Tuesday, May 4, 2010

The Money or the Glory? I’ll take the...


I always turn to the sports pages of my newspaper first. Perhaps I delay reading about politics, money-making and violent crimes until I have been uplifted by the purity of athletic endeavour. Which just goes to show how I cling to naivety. Because, more and more, the sports pages are more about money than sport.   

   I’m soft on nostalgia too. The excitement and colour of the Commonwealth Games. All those wonderful athletes marching around the track, eyes shining with the pride of representing their country. For, no matter what the competition may hold in store, this is the hour of glory they have dreamed of.

    So much for nostalgia. Probably since the 1974 Games in Christchurch, (which I loved) the Commonwealth Games began losing its lustre. Commerce had come to stay. Glory was all very well but it didn’t have the allure of money in the bank. 

   Last Sunday Morning when I took out the sports section of the Sunday Star Times, I read about Kimberly Smith, a high performance marathon runner and a serious medal prospect. Alas, unlikely to compete in the games because her agent advised against Deli’s pollution and security. 

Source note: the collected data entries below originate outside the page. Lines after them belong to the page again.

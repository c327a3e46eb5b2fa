use http::Method;

/// Maps an incoming request to the flag key that gates it
pub trait FlagRoutePolicy: Send + Sync {
    /// Flag key gating `method path`, or `None` when the route is not gated
    fn resolve(&self, method: &Method, path: &str) -> Option<String>;
}
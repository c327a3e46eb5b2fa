//! Deterministic rollout bucketing.
//!
//! A subject lands in a bucket in `[0, 100)` derived from a stable hash of
//! `(subject id, flag key, seed)`. The seed is the flag version (or its bucket
//! epoch), so buckets only move when the flag definition is deliberately
//! changed. xxh3 output is stable across platforms and releases.

use xxhash_rust::xxh3::xxh3_64;

/// Number of rollout buckets
pub const BUCKETS: u64 = 100;

/// Bucket of `subject` for `flag_key` under `seed`
#[must_use]
pub fn rollout_bucket(subject: &str, flag_key: &str, seed: u64) -> u8 {
    let mut input = Vec::with_capacity(subject.len() + flag_key.len() + 10);
    input.extend_from_slice(subject.as_bytes());
    input.push(0);
    input.extend_from_slice(flag_key.as_bytes());
    input.push(0);
    input.extend_from_slice(&seed.to_le_bytes());

    let bucket = xxh3_64(&input) % BUCKETS;
    // BUCKETS fits in u8
    u8::try_from(bucket).unwrap_or(u8::MAX)
}

/// Whether `subject` is inside a rollout of `percentage` percent
#[must_use]
pub fn in_rollout(subject: &str, flag_key: &str, seed: u64, percentage: u8) -> bool {
    rollout_bucket(subject, flag_key, seed) < percentage
}
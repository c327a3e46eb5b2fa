/// Metrics hooks for gate events
///
/// Backends (Prometheus, StatsD, ...) plug in by implementing [`GateMetrics`].
/// Gate event types for metrics tracking
#[derive(Debug, Clone, Copy, PartialEq, Eq, Hash)]
pub enum GateEvent {
    /// An enforcement check allowed access
    DecisionAllow,

    /// An enforcement check denied access
    DecisionDeny,

    /// Registry refresh produced a new snapshot
    RefreshSuccess,

    /// Registry refresh failed; the previous snapshot stays in place
    RefreshFailure,

    /// Registry confirmed the cached snapshot is current
    RefreshNotModified,

    /// A read was served from a snapshot older than the cache TTL
    StaleServed,
}

impl GateEvent {
    /// Get the metric name for this event
    #[must_use]
    pub fn metric_name(&self) -> &'static str {
        match self {
            GateEvent::DecisionAllow => "decision.allow",
            GateEvent::DecisionDeny => "decision.deny",
            GateEvent::RefreshSuccess => "registry.refresh.ok",
            GateEvent::RefreshFailure => "registry.refresh.fail",
            GateEvent::RefreshNotModified => "registry.refresh.not_modified",
            GateEvent::StaleServed => "registry.stale_served",
        }
    }
}

/// Labels for gate metrics
#[derive(Default, Debug, Clone, PartialEq, Eq)]
pub struct GateMetricLabels {
    /// Flag key (for decisions)
    pub flag: Option<String>,

    /// Reason code (for decisions) or error kind (for refresh failures)
    pub reason: Option<String>,

    /// Flag source name (for registry events)
    pub source: Option<String>,
}

impl GateMetricLabels {
    #[must_use]
    pub fn with_flag(mut self, flag: impl Into<String>) -> Self {
        self.flag = Some(flag.into());
        self
    }

    #[must_use]
    pub fn with_reason(mut self, reason: impl Into<String>) -> Self {
        self.reason = Some(reason.into());
        self
    }

    #[must_use]
    pub fn with_source(mut self, source: impl Into<String>) -> Self {
        self.source = Some(source.into());
        self
    }
}

/// Trait for metrics backends
pub trait GateMetrics: Send + Sync {
    /// Record a gate event
    fn record_event(&self, event: GateEvent, labels: &GateMetricLabels);

    /// Record how long a registry fetch took
    fn record_fetch_duration(&self, duration_ms: u64, labels: &GateMetricLabels);
}

/// No-op metrics implementation (default)
#[derive(Debug, Clone, Copy, Default)]
pub struct NoOpMetrics;

impl GateMetrics for NoOpMetrics {
    fn record_event(&self, _event: GateEvent, _labels: &GateMetricLabels) {
        // No-op
    }

    fn record_fetch_duration(&self, _duration_ms: u64, _labels: &GateMetricLabels) {
        // No-op
    }
}

/// Logging-based metrics implementation (for debugging)
#[derive(Debug, Clone, Copy, Default)]
pub struct LoggingMetrics;

impl GateMetrics for LoggingMetrics {
    fn record_event(&self, event: GateEvent, labels: &GateMetricLabels) {
        tracing::debug!(
            metric = event.metric_name(),
            flag = ?labels.flag,
            reason = ?labels.reason,
            source = ?labels.source,
            "Gate event recorded"
        );
    }

    fn record_fetch_duration(&self, duration_ms: u64, labels: &GateMetricLabels) {
        tracing::debug!(
            metric = "registry.fetch.duration_ms",
            duration_ms = duration_ms,
            source = ?labels.source,
            "Registry fetch duration recorded"
        );
    }
}
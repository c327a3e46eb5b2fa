//! Targeting rule dispatch.
//!
//! Every rule kind is evaluated by [`condition_matches`]; rules of a flag are
//! scanned in declared order by [`first_match`]. Evaluation is pure: the same
//! claims against the same flag version always give the same answer.

use crate::{
    bucket,
    claims::IdentityClaims,
    flag::{Attribute, Condition, FeatureFlag, Operator, RuleValue, TargetingRule},
};
use serde_json::Value;
use std::borrow::Cow;

/// Operand matching any present value
pub const WILDCARD: &str = "*";

/// First rule of `flag` whose condition holds for `claims`
#[must_use]
pub fn first_match<'f>(flag: &'f FeatureFlag, claims: &IdentityClaims) -> Option<&'f TargetingRule> {
    flag.rules
        .iter()
        .find(|rule| condition_matches(&rule.condition, flag, claims))
}

/// Evaluate one condition for `claims` in the context of `flag`
#[must_use]
pub fn condition_matches(condition: &Condition, flag: &FeatureFlag, claims: &IdentityClaims) -> bool {
    match condition {
        Condition::Attribute {
            attribute,
            operator,
            value,
        } => {
            let values = attribute_values(attribute, claims);
            operator_matches(*operator, &values, value)
        }
        Condition::PercentageRollout { percentage } => bucket::in_rollout(
            claims.subject(),
            &flag.key,
            flag.bucket_seed(),
            *percentage,
        ),
        Condition::ClaimFeature { path } => claims.has_feature(path),
        Condition::All { conditions } => conditions
            .iter()
            .all(|c| condition_matches(c, flag, claims)),
        Condition::Any { conditions } => conditions
            .iter()
            .any(|c| condition_matches(c, flag, claims)),
        Condition::Not { condition } => !condition_matches(condition, flag, claims),
    }
}

/// Values of `attribute` for the subject; multi-valued attributes yield several
fn attribute_values<'a>(attribute: &Attribute, claims: &'a IdentityClaims) -> Vec<Cow<'a, str>> {
    match attribute {
        Attribute::Subject => vec![Cow::Borrowed(claims.subject())],
        Attribute::Role => claims
            .roles()
            .iter()
            .map(|r| Cow::Borrowed(r.as_str()))
            .collect(),
        Attribute::Tenant => claims.tenant().map(Cow::Borrowed).into_iter().collect(),
        Attribute::Claim(path) => match claims.claim(path) {
            Some(Value::Array(items)) => items.iter().filter_map(scalar_to_str).collect(),
            Some(value) => scalar_to_str(value).into_iter().collect(),
            None => Vec::new(),
        },
    }
}

fn scalar_to_str(value: &Value) -> Option<Cow<'_, str>> {
    match value {
        Value::String(s) => Some(Cow::Borrowed(s.as_str())),
        Value::Bool(b) => Some(Cow::Owned(b.to_string())),
        Value::Number(n) => Some(Cow::Owned(n.to_string())),
        Value::Null | Value::Array(_) | Value::Object(_) => None,
    }
}

fn operator_matches(operator: Operator, values: &[Cow<'_, str>], operand: &RuleValue) -> bool {
    match operator {
        Operator::Equals | Operator::In => any_equal(values, operand),
        Operator::NotEquals | Operator::NotIn => !any_equal(values, operand),
        Operator::StartsWith => values
            .iter()
            .any(|v| operand.iter().any(|prefix| v.starts_with(prefix))),
        Operator::EndsWith => values
            .iter()
            .any(|v| operand.iter().any(|suffix| v.ends_with(suffix))),
        Operator::Exists => !values.is_empty(),
    }
}

fn any_equal(values: &[Cow<'_, str>], operand: &RuleValue) -> bool {
    operand.iter().any(|expected| {
        if expected == WILDCARD {
            !values.is_empty()
        } else {
            values.iter().any(|v| *v == expected)
        }
    })
}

   Agent! Pollution! How pathetic that the world’s fittest physical specimens are being advised to use this as an excuse for spurning an invitation to the best that India has to offer. Safety is something else. No one in their right mind would encourage athletes to take a chance on terrorists. If only that were the primary reason for turning down the invitation. 

   Smith is quoted as saying, “It’s just really bad timing with the Commonwealth Games being in October when all the marathons start.” The article went on to say Smith would like to run a marathon in New York, Chicago or Berlin. Unlike Deli, which offers only glory, these are lucrative events for top athletes.  

   For all I know Kimberly Smith is wonderfully unselfish and wildly patriotic, and I look forward to following her progress. However, because she is a child of the professional sports era, she would be dumfounded by my disappointment at her reaction. Our generational attitudes to sport cannot be reconciled.  

   Yet my reaction to Carl Hayman, the ex All Black, taking the money from a French club rather than returning to represent New Zealand, was quite different. Perhaps my understanding of professionalism in Rugby is more developed. Players get knocked about then realise they’d better sell their services to the highest bidder before they get laid up. Fair enough. But in the dream time of my youth I never saw rugby players parading on a Commonwealth Games athletic track.

   So, I need to get up with the play. Carl Hayman and Kimberly Smith represent modern sport. So does renowned kayaker Ben Fouhy, who baulked at competing in national trials with lesser mortals because it didn’t suit his programme. It seems he may now be funded by Sport & Recreation New Zealand to run his own programme. This is where everyone else needs to get up with the play. 

   If athletes want to be treated as professionals they should not expect taxpayers to fund their lifestyle. They should pay their own way. Perhaps then the 70 million dollars that Sport & Recreation New Zealand spends could be devoted entirely to genuinely amateur sport.